Se siente muy cómodo como jugador del Bohemio duraznense. Elogió las instalaciones del club, así como también la manera en que la institución es gestionada. «En febrero hicimos una pretemporada muy exigente, con trabajos intensos en playa El Sauzal, lo que nos dio muy buena base física para afrontar la competencia». Emanuel es dirigido por el profesor Mauricio Rivas, un destacado profesional duraznense, reconocido a nivel nacional.

LA ADAPTACIÓN

Junto a Victoria, su pareja, también médica veterinaria y funcionaria del MGAP, Emuanuel se adaptó rápidamente a la dinámica duraznense. «Si en su momento no me hubiera lesionado, tal vez no comenzaba la facultad y por ende no la hubiera conocido».

«Todo ha sido para bien. Nos vinimos para acá y Durazno nos fascinó. Es como una mezcla entre ciudad, pero en el interior, donde aún se respira tranquilidad, todo está al alcance de la mano y, por sobre todo, la gente es muy buena».

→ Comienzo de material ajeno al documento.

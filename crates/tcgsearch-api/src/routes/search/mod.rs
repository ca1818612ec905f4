//! Search routes - Card search page and JSON endpoints
//!
//! Features:
//! - Search by card name with an optional game filter
//! - Games list and search results fetched concurrently, each degrading to empty
//! - HTMX partial refresh of the results grid
//!
//! Structure:
//! - api.rs: JSON API endpoints
//! - page.rs: Page and fragment rendering

pub mod api;
pub mod page;

pub use api::{api_games, api_search};
pub use page::page_search;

Viven en Santa Bernardina, al otro lado del río Yí. En estos dos años de estar allí radicados, conocieron la crudeza de las inundaciones. «Cuando recién nos mudamos, en abril de 2024, hubo una gran creciente. Casi alquilamos una casa sin saber que el agua llegaría hasta ahí. Sin saberlo, cambiamos de planes, pero seguramente se habría inundado, porque la avenida Churchill se inundó y el Puente Viejo no daba paso. A poco de mudarnos vimos el poder del río Yí», señaló.

EN SEMIFINALES

El pasado fin de semana, de visitante, Wanderers de Durazno derrotó a Gladiador de Salto y así, por segundo año consecutivo, disputará las semifinales de la Divisional A de la Copa Nacional de Clubes de OFI, en la cual enfrentará a Sportivo Barracas de Dolores.

«El año pasado quedó una espinita en el club, por lo que la aspiración es superar la temporada anterior hasta disputar la final del interior», contó. Wanderers definirá la fase semifinal como local en el estadio «Silvestre Octavio Landoni» de Durazno.

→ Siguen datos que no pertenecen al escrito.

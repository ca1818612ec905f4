//! Route handlers
//!
//! - search: the card search page and its JSON counterparts

pub mod search;
//! End-to-end tests: the real router and reqwest client against a fake upstream.

use axum::body::Body;
use axum::extract::{RawQuery, State};
use axum::http::{HeaderMap, Request, StatusCode};
use axum::response::{IntoResponse, Response};
use axum::routing::get;
use axum::{Json, Router};
use serde_json::json;
use std::sync::{Arc, Mutex};
use tcgsearch_api::{create_router, AppState};
use tcgsearch_client::{JustTcgClient, API_KEY_HEADER};
use tcgsearch_config::UpstreamConfig;
use tower::ServiceExt;

const API_KEY: &str = "test-secret-key";

#[derive(Clone, Default)]
struct Recorded {
    games_hits: Arc<Mutex<usize>>,
    card_queries: Arc<Mutex<Vec<Option<String>>>>,
    api_keys: Arc<Mutex<Vec<String>>>,
}

#[derive(Clone)]
struct Upstream {
    recorded: Recorded,
    cards_status: StatusCode,
}

fn record_key(recorded: &Recorded, headers: &HeaderMap) {
    let key = headers
        .get(API_KEY_HEADER)
        .and_then(|v| v.to_str().ok())
        .unwrap_or_default()
        .to_string();
    recorded.api_keys.lock().unwrap().push(key);
}

async fn fake_games(State(upstream): State<Upstream>, headers: HeaderMap) -> Json<serde_json::Value> {
    record_key(&upstream.recorded, &headers);
    *upstream.recorded.games_hits.lock().unwrap() += 1;
    Json(json!({ "data": [{ "id": 1, "name": "Pokemon", "slug": "pokemon" }] }))
}

async fn fake_cards(
    State(upstream): State<Upstream>,
    headers: HeaderMap,
    RawQuery(query): RawQuery,
) -> Response {
    record_key(&upstream.recorded, &headers);
    upstream.recorded.card_queries.lock().unwrap().push(query);

    if upstream.cards_status != StatusCode::OK {
        return (upstream.cards_status, "upstream exploded").into_response();
    }
    Json(json!({
        "data": [{
            "id": "pikachu-base",
            "name": "Pikachu",
            "game": "Pokemon",
            "set": "Base Set",
            "number": "58/102",
            "rarity": "Common",
            "tcgplayerId": "42382",
            "variants": [
                { "id": "a", "printing": "1st Edition", "language": "English", "price": 80.0 },
                {
                    "id": "b",
                    "printing": "Unlimited",
                    "language": "English",
                    "price": 2.5,
                    "priceChange24hr": 5,
                    "priceChange7d": -3.2,
                    "priceChange30d": 0,
                    "priceHistory": [{ "p": 2.0, "t": 1 }, { "p": 2.5, "t": 2 }]
                }
            ]
        }]
    }))
    .into_response()
}

async fn spawn_upstream(cards_status: StatusCode) -> (String, Recorded) {
    let recorded = Recorded::default();
    let app = Router::new()
        .route("/v1/games", get(fake_games))
        .route("/v1/cards", get(fake_cards))
        .with_state(Upstream {
            recorded: recorded.clone(),
            cards_status,
        });

    let listener = tokio::net::TcpListener::bind("127.0.0.1:0").await.unwrap();
    let addr = listener.local_addr().unwrap();
    tokio::spawn(async move {
        axum::serve(listener, app).await.unwrap();
    });
    (format!("http://{}", addr), recorded)
}

fn app(base_url: String) -> Router {
    let client = JustTcgClient::new(&UpstreamConfig {
        base_url,
        api_key: API_KEY.to_string(),
        ..UpstreamConfig::default()
    })
    .unwrap();
    create_router(AppState::new(Arc::new(client)))
}

async fn get_page(router: &Router, uri: &str, htmx: bool) -> (StatusCode, String) {
    let mut request = Request::builder().uri(uri);
    if htmx {
        request = request.header("HX-Request", "true");
    }
    let response = router
        .clone()
        .oneshot(request.body(Body::empty()).unwrap())
        .await
        .unwrap();
    let status = response.status();
    let bytes = axum::body::to_bytes(response.into_body(), usize::MAX)
        .await
        .unwrap();
    (status, String::from_utf8(bytes.to_vec()).unwrap())
}

#[tokio::test]
async fn upstream_failure_renders_empty_state() {
    let (base_url, recorded) = spawn_upstream(StatusCode::INTERNAL_SERVER_ERROR).await;
    let router = app(base_url);

    let (status, body) = get_page(&router, "/?q=Pikachu", false).await;

    assert_eq!(status, StatusCode::OK);
    assert!(body.contains("Search for cards"));
    assert!(!body.contains("<article"));
    // games list still rendered
    assert!(body.contains("<option value='pokemon'>Pokemon</option>"));

    let queries = recorded.card_queries.lock().unwrap().clone();
    assert_eq!(queries, vec![Some("q=Pikachu".to_string())]);
}

#[tokio::test]
async fn search_with_game_filter_renders_cards() {
    let (base_url, recorded) = spawn_upstream(StatusCode::OK).await;
    let router = app(base_url);

    let (status, body) = get_page(&router, "/?q=Pikachu&game=pokemon", false).await;

    assert_eq!(status, StatusCode::OK);
    assert!(body.contains("<article"));
    assert!(body.contains("$2.50"));
    assert!(body.contains("Unlimited • English"));
    assert!(body.contains("+5.00%"));
    assert!(body.contains("-3.20%"));
    assert!(body.contains("0.00%"));
    assert!(body.contains("<option value='pokemon' selected>Pokemon</option>"));

    let queries = recorded.card_queries.lock().unwrap().clone();
    assert_eq!(queries, vec![Some("q=Pikachu&game=pokemon".to_string())]);
}

#[tokio::test]
async fn api_key_is_sent_but_never_rendered() {
    let (base_url, recorded) = spawn_upstream(StatusCode::OK).await;
    let router = app(base_url);

    let (_, body) = get_page(&router, "/?q=Pikachu", false).await;
    assert!(!body.contains(API_KEY));

    let keys = recorded.api_keys.lock().unwrap().clone();
    assert!(!keys.is_empty());
    assert!(keys.iter().all(|k| k == API_KEY));
}

#[tokio::test]
async fn empty_query_does_not_search() {
    let (base_url, recorded) = spawn_upstream(StatusCode::OK).await;
    let router = app(base_url);

    let (status, body) = get_page(&router, "/", false).await;

    assert_eq!(status, StatusCode::OK);
    assert!(body.contains("Search for cards"));
    assert!(recorded.card_queries.lock().unwrap().is_empty());
}

#[tokio::test]
async fn games_list_is_cached_between_requests() {
    let (base_url, recorded) = spawn_upstream(StatusCode::OK).await;
    let router = app(base_url);

    get_page(&router, "/", false).await;
    get_page(&router, "/?q=Pikachu", false).await;

    assert_eq!(*recorded.games_hits.lock().unwrap(), 1);
    assert_eq!(recorded.card_queries.lock().unwrap().len(), 1);
}

#[tokio::test]
async fn htmx_request_gets_results_fragment() {
    let (base_url, _) = spawn_upstream(StatusCode::OK).await;
    let router = app(base_url);

    let (status, body) = get_page(&router, "/?q=Pikachu", true).await;

    assert_eq!(status, StatusCode::OK);
    assert!(!body.contains("<!DOCTYPE html>"));
    assert!(!body.contains("<form"));
    assert!(body.contains("<article"));
}

#[tokio::test]
async fn json_search_endpoint() {
    let (base_url, _) = spawn_upstream(StatusCode::OK).await;
    let router = app(base_url);

    let (status, body) = get_page(&router, "/api/search", false).await;
    assert_eq!(status, StatusCode::BAD_REQUEST);
    assert!(body.contains("Missing required query parameter: q"));

    let (status, body) = get_page(&router, "/api/search?q=Pikachu", false).await;
    assert_eq!(status, StatusCode::OK);
    let value: serde_json::Value = serde_json::from_str(&body).unwrap();
    assert_eq!(value["count"], 1);
    assert_eq!(value["data"][0]["price"], "$2.50");
    assert_eq!(value["data"][0]["changes"][0]["class"], "positive");

    let (status, body) = get_page(&router, "/api/games", false).await;
    assert_eq!(status, StatusCode::OK);
    let value: serde_json::Value = serde_json::from_str(&body).unwrap();
    assert_eq!(value["data"][0]["slug"], "pokemon");

    let (status, body) = get_page(&router, "/api/health", false).await;
    assert_eq!(status, StatusCode::OK);
    assert_eq!(body, "OK");
}

#[tokio::test]
async fn page_responses_vary_on_htmx_header() {
    let (base_url, _) = spawn_upstream(StatusCode::OK).await;
    let router = app(base_url);

    for htmx in [false, true] {
        let mut request = Request::builder().uri("/?q=Pikachu");
        if htmx {
            request = request.header("HX-Request", "true");
        }
        let response = router
            .clone()
            .oneshot(request.body(Body::empty()).unwrap())
            .await
            .unwrap();
        assert_eq!(response.status(), StatusCode::OK);
        assert_eq!(
            response.headers().get(axum::http::header::VARY).unwrap(),
            "HX-Request"
        );
    }
}

#[tokio::test]
async fn full_page_resyncs_on_history_navigation() {
    let (base_url, _) = spawn_upstream(StatusCode::OK).await;
    let router = app(base_url);

    let (_, body) = get_page(&router, "/?q=Pikachu", false).await;
    assert!(body.contains("addEventListener('popstate'"));
    assert!(body.contains("id='game'"));

    let (_, fragment) = get_page(&router, "/?q=Pikachu", true).await;
    assert!(!fragment.contains("popstate"));
}
//! Card data model and result formatting
//!
//! Everything here is pure and synchronous: it shapes already-fetched
//! upstream data for display.
//! - models: upstream wire types (Card, Variant, PriceHistoryPoint, Game)
//! - select: cheapest-variant selection
//! - sparkline: price history to SVG polyline geometry
//! - format: currency / percentage formatting and change classification
//! - summary: one card shaped for the results grid

pub mod format;
pub mod models;
pub mod select;
pub mod serde_util;
pub mod sparkline;
pub mod summary;

pub use format::{format_change, format_currency, ChangeClass, ChangeStyle, PLACEHOLDER};
pub use models::{Card, Envelope, Game, PriceHistoryPoint, Variant};
pub use select::select_cheapest;
pub use sparkline::{Sparkline, SparklineSize};
pub use summary::{CardSummary, ChangeBadge};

«Estamos muy contentos de estar en Durazno y en un club grande de aquí, uno de los más grandes del interior. Que una institución de esas características te abra las puertas como lo hizo conmigo es motivo de orgullo para mi», subrayó.

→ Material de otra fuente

//! Lenient serde helpers for the upstream wire format.
//!
//! The pricing API is not strict about types: prices can be `null`, ids can
//! be numbers or strings, lists can be missing. A single odd field must not
//! drop the whole response, so these helpers map anything unexpected to
//! "absent" instead of erroring.

use serde::{Deserialize, Deserializer};
use serde_json::Value;

/// Optional finite `f64`. Numbers and numeric strings are accepted; `null`,
/// NaN, infinities and anything else decode to `None`.
pub mod number {
    use super::*;

    pub fn deserialize<'de, D>(deserializer: D) -> Result<Option<f64>, D::Error>
    where
        D: Deserializer<'de>,
    {
        let value = Option::<Value>::deserialize(deserializer)?;
        Ok(value.as_ref().and_then(as_f64).filter(|v| v.is_finite()))
    }

    fn as_f64(value: &Value) -> Option<f64> {
        match value {
            Value::Number(n) => n.as_f64(),
            Value::String(s) => s.trim().parse::<f64>().ok(),
            _ => None,
        }
    }
}

/// Optional integer timestamp. Fractional numbers are truncated.
pub mod timestamp {
    use super::*;

    pub fn deserialize<'de, D>(deserializer: D) -> Result<Option<i64>, D::Error>
    where
        D: Deserializer<'de>,
    {
        let value = Option::<Value>::deserialize(deserializer)?;
        Ok(value.and_then(|v| match v {
            Value::Number(n) => n
                .as_i64()
                .or_else(|| n.as_f64().filter(|f| f.is_finite()).map(|f| f as i64)),
            Value::String(s) => s.trim().parse::<i64>().ok(),
            _ => None,
        }))
    }
}

/// String field that may arrive as a number or `null`.
pub mod text {
    use super::*;

    pub fn deserialize<'de, D>(deserializer: D) -> Result<String, D::Error>
    where
        D: Deserializer<'de>,
    {
        let value = Option::<Value>::deserialize(deserializer)?;
        Ok(match value {
            Some(Value::String(s)) => s,
            Some(Value::Number(n)) => n.to_string(),
            Some(Value::Bool(b)) => b.to_string(),
            _ => String::new(),
        })
    }
}

/// List that may be `null`.
pub mod list {
    use super::*;

    pub fn deserialize<'de, D, T>(deserializer: D) -> Result<Vec<T>, D::Error>
    where
        D: Deserializer<'de>,
        T: Deserialize<'de>,
    {
        Ok(Option::<Vec<T>>::deserialize(deserializer)?.unwrap_or_default())
    }
}
use thiserror::Error;

use super::Presentation;

/// 统计计算的前置条件错误；在任何计算开始前返回。
#[derive(Debug, Error, PartialEq)]
pub enum StatsError {
    #[error("sample series is empty")]
    EmptySeries,

    #[error("sample series has a non-finite value at index {index}")]
    NonFinite { index: usize },

    /// 尾部拟合只对 CCDF 呈现有定义
    #[error("tail fitting is only supported for the ccdf presentation, got {0}")]
    UnsupportedPresentation(Presentation),

    /// 区间太宽（跨度溢出）或太窄（相邻边界相同），箱宽无法用 f64 表示
    #[error("cannot bin range [{lo}, {hi}] into {bins} representable bins")]
    UnrepresentableBins { lo: f64, hi: f64, bins: usize },

    #[error("quantile {0} is outside [0, 1)")]
    InvalidQuantile(f64),

    #[error("tail fit is degenerate: {0}")]
    DegenerateTail(&'static str),
}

Periódicamente, Emanuel Longueira Correa retorna a Solís de Mataojo o recibe a sus familiares en la capital del Yí. «Cada vez que no jugamos, o cuando lo hacemos los domingos, viajo a Solís los viernes y vuelvo para cada partido. En las últimas semanas, nos tocó jugar afuera, en Salto, y me quedé en Durazno y otro tanto pasará este fin de semana porque jugaremos en Soriano. Si no viajo, mi familia está prendida a la televisión, dándome su aliento en cada transmisión. Es una forma de estar conectados», declaró para finalizar Emanuel Longueira Correa en diálogo con Primera Página Dominical.